Data =

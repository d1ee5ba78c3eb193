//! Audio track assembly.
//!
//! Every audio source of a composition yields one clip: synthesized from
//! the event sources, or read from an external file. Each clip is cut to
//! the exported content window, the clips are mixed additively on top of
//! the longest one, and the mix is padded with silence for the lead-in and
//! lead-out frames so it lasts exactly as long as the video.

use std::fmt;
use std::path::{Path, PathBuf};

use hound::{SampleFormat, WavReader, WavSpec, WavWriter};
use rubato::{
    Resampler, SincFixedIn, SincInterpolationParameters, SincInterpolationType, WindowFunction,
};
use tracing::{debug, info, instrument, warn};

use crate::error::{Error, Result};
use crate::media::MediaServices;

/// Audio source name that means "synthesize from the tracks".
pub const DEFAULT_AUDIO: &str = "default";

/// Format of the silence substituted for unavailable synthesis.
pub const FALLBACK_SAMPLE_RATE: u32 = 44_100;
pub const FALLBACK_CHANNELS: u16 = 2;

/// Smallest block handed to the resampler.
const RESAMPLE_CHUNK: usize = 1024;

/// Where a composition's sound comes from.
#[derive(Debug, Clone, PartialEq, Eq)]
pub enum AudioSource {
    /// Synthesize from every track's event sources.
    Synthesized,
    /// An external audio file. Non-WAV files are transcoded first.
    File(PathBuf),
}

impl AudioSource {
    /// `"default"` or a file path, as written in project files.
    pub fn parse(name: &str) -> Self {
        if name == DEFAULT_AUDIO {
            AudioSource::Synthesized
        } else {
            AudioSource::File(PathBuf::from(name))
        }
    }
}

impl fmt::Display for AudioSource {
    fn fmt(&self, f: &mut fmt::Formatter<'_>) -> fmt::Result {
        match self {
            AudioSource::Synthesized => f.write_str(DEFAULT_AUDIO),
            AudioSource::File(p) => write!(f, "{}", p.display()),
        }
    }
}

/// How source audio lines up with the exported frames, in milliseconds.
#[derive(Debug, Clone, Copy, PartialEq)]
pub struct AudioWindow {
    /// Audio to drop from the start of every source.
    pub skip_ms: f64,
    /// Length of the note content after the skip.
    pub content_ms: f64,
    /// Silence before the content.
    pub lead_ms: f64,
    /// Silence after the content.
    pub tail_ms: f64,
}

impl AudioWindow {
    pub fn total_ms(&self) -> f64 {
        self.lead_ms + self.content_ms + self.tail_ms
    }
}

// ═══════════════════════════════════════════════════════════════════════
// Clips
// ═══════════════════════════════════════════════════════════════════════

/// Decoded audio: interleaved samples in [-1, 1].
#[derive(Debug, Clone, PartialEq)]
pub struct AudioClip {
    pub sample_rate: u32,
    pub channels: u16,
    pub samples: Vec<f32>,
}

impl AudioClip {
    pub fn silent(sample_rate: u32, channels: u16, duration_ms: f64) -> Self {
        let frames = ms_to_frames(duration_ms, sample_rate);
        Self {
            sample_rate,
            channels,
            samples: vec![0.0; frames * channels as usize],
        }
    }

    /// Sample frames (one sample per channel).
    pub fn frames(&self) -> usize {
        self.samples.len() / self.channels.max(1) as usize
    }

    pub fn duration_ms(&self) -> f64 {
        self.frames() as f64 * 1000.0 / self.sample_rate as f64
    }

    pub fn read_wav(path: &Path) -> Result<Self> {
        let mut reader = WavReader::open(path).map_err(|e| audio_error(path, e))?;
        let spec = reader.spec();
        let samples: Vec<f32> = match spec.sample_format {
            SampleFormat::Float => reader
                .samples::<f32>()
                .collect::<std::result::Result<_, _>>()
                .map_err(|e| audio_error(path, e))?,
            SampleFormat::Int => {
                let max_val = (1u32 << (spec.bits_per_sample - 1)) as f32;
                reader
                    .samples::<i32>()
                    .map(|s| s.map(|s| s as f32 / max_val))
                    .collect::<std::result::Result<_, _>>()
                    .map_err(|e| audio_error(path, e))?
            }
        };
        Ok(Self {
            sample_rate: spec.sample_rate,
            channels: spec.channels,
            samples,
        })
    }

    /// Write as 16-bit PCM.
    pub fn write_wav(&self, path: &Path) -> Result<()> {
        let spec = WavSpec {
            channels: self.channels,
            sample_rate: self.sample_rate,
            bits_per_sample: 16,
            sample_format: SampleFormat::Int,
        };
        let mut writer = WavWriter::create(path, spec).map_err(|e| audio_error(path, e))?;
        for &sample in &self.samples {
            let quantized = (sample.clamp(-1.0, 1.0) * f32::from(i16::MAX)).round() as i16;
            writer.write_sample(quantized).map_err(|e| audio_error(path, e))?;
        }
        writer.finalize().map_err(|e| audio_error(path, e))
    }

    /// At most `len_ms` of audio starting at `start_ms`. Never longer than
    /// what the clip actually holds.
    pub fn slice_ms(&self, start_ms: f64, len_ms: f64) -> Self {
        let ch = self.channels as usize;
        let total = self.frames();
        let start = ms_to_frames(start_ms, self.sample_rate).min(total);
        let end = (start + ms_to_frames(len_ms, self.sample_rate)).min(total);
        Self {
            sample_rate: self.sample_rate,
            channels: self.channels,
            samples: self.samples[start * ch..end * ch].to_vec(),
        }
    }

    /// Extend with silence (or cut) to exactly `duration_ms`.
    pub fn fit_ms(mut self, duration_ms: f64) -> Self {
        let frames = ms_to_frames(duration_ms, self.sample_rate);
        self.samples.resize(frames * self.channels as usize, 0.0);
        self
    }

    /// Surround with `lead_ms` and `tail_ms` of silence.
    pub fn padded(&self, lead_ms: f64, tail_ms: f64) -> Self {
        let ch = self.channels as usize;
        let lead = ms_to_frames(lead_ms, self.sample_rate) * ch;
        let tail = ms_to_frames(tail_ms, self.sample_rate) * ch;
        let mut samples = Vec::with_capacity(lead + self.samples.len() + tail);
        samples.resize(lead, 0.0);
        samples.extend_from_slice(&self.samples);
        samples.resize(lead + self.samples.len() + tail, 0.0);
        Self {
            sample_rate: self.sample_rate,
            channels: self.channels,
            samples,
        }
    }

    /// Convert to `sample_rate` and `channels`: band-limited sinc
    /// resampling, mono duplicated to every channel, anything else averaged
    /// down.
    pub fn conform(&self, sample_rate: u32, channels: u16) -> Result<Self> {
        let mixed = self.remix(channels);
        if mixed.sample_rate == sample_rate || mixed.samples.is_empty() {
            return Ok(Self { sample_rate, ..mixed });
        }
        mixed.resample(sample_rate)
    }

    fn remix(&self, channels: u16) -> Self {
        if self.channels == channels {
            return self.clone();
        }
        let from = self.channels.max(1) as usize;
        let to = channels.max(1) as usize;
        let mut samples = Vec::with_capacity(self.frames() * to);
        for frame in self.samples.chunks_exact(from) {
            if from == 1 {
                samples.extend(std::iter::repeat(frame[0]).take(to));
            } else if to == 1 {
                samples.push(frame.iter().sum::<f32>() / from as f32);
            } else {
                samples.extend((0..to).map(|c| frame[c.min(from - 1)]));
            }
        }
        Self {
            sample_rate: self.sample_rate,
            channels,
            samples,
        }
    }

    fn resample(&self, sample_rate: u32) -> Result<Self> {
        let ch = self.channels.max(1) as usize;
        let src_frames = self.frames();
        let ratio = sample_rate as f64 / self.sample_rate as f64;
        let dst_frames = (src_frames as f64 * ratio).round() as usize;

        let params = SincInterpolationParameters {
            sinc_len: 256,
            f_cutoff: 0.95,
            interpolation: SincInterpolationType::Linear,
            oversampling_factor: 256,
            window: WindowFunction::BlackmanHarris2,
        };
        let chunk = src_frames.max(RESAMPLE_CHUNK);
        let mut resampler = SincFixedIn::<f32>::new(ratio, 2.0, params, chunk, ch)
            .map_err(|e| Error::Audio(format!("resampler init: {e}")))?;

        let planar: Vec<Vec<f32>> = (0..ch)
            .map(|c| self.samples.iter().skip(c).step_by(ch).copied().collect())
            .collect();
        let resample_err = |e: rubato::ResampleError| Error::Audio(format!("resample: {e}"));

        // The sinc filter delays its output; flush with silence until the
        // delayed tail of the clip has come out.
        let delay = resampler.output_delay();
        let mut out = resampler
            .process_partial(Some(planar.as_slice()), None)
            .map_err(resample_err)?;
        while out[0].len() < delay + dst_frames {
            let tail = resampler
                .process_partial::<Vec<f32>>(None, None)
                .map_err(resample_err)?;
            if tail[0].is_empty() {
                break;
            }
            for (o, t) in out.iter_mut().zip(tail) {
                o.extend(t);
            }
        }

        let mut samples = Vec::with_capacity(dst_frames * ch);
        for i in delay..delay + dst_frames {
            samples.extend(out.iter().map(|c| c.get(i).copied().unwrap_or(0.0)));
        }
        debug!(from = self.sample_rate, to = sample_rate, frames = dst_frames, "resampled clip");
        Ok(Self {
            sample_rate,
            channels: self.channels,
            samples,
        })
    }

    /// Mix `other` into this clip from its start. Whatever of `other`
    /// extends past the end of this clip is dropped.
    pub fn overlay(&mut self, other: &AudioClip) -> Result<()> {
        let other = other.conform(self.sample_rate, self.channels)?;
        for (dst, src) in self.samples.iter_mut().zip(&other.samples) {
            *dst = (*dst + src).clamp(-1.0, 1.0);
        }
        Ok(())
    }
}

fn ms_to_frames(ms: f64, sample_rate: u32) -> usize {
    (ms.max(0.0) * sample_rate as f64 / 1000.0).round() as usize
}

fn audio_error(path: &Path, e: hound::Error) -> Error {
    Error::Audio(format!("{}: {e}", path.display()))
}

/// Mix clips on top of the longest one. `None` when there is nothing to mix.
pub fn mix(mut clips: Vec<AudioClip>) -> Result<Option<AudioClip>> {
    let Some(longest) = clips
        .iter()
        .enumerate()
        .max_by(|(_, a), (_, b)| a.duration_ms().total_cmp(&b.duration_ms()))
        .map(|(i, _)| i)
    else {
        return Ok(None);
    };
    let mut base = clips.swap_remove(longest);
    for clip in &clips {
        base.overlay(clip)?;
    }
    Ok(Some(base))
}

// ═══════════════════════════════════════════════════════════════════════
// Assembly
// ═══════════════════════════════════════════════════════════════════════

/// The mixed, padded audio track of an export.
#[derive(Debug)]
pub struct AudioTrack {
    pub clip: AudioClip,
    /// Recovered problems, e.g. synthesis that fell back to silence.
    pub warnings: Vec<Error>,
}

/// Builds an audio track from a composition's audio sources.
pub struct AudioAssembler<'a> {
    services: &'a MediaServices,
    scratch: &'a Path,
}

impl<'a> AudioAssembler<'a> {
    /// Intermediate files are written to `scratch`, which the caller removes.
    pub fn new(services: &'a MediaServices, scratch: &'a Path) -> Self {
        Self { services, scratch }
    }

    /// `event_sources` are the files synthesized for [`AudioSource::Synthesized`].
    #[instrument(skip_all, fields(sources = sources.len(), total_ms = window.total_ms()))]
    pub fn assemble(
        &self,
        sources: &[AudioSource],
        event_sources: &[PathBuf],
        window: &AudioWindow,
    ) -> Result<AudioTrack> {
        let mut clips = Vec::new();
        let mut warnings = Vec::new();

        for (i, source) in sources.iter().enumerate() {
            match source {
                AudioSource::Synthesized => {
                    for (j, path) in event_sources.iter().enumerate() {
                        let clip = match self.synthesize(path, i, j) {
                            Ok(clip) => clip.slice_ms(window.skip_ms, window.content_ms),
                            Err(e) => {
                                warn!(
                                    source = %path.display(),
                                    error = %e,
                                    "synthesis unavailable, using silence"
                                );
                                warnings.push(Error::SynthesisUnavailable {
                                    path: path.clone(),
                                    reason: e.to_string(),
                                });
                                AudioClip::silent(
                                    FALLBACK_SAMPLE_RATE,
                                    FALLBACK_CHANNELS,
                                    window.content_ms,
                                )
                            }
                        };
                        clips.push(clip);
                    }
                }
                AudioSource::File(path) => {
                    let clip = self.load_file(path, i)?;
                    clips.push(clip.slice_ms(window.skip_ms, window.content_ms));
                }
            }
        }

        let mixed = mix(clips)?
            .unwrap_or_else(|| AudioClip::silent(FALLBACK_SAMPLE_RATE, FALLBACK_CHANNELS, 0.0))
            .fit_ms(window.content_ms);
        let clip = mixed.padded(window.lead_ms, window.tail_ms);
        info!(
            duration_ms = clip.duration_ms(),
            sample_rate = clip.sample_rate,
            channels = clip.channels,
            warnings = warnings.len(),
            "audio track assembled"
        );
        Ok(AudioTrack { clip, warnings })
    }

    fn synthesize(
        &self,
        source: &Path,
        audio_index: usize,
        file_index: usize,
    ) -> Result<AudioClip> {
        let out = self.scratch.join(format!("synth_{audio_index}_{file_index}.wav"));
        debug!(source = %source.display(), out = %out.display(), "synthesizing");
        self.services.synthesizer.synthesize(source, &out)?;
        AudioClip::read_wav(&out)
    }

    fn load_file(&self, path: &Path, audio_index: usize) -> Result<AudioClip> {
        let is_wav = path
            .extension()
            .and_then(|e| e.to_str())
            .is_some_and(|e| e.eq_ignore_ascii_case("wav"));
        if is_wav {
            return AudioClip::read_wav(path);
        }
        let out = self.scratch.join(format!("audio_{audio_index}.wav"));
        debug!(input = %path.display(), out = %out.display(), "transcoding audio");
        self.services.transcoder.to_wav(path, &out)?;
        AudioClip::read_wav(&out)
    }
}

Exercise instructions =
Using the material, show each line where the string "base" can be found.

Task result =
    let mut base = clips.swap_remove(longest);
        base.overlay(clip)?;
    Ok(Some(base))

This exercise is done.